Heart Healthy LivingHuman heart is a very special muscle about the size of a fist. Its job is to push blood through our whole body at the rate of 10 liters a minute. Every time our heart beats, it squeezes and pushes blood out of the heart. The blood goes into thin tubes called blood vessels. These vessels carry the blood through our body. The heart keeps pumping blood through our body all the time. The heart keeps beating even when we sleep.

Generally, our heart beats around 70 times per minutes or just over 4,000 times per hour (70 x 60 = 4,200). On average, our heart beats 100,000 times each day, about 35 million times a year, 2.5 billion times in a lifetime. Sometimes our heart beats faster and sometimes it beats slower. The heart rests for a moment between heartbeats. The total amount of time the heart rests in one day adds up to more than 5 hours. When we grow up, our heart will pump about 10,000 quarts or 2,500 gallons of blood each day and pumps more than 1 million barrels of blood in a lifetime.

These numbers can change, however, depending on blood pressure, heart conditions, exercise and many other factors. It is easy to see why taking care of our heart is important to our health. When the heart is not working properly, the rest of the body suffers. We can exercise our heart just like any other muscle. Exercise makes our heart stronger. Then it can push more blood around our body with each beat.
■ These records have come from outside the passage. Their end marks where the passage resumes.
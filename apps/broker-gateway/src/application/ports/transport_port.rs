//! Transport Port (Driven Port)
//!
//! Interface for the bidirectional, text-framed connection a streaming
//! adapter talks to its broker over. Production uses WebSocket; tests and
//! replays use the in-process loopback.

use std::time::Duration;

use async_trait::async_trait;

/// Transport-level failure.
#[derive(Debug, Clone, PartialEq, Eq, thiserror::Error)]
pub enum TransportError {
    /// Could not establish the connection.
    #[error("Connection failed: {0}")]
    ConnectFailed(String),

    /// An operation did not finish in time.
    #[error("{operation} timed out after {after:?}")]
    Timeout {
        /// Operation that timed out.
        operation: &'static str,
        /// Configured limit.
        after: Duration,
    },

    /// Sending a frame failed.
    #[error("Send failed: {0}")]
    SendFailed(String),

    /// Reading a frame failed.
    #[error("Receive failed: {0}")]
    ReceiveFailed(String),

    /// The peer closed the connection.
    #[error("Connection closed by peer")]
    Closed,
}

/// Outbound half of an open connection.
#[async_trait]
pub trait FrameSink: Send {
    /// Send one text frame.
    async fn send(&mut self, frame: String) -> Result<(), TransportError>;

    /// Close the connection. Best effort.
    async fn close(&mut self) -> Result<(), TransportError>;
}

/// Inbound half of an open connection.
#[async_trait]
pub trait FrameSource: Send {
    /// Next text frame. `None` once the connection has ended cleanly.
    async fn next_frame(&mut self) -> Option<Result<String, TransportError>>;
}

/// Factory for broker connections.
#[async_trait]
pub trait Transport: Send + Sync {
    /// Open a new connection.
    async fn open(&self) -> Result<(Box<dyn FrameSink>, Box<dyn FrameSource>), TransportError>;

    /// Endpoint description for logs.
    fn endpoint(&self) -> &str;
}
An unhealthy diet is one of the main risk factors for developing heart disease. Coronary artery disease, heart failure and high blood pressure are just a few of the different kinds of heart diseases that can affect the heart and its ability to function normally. Unsaturated fats, saturated and trans fats, cholesterol and sodium are all dietary factors that can impact the health of our heart. It is also important to know what our daily intake should be for each factor. A diet high in fruits, vegetables, low or non-fat dairy and whole grains, will help keep our heart healthy.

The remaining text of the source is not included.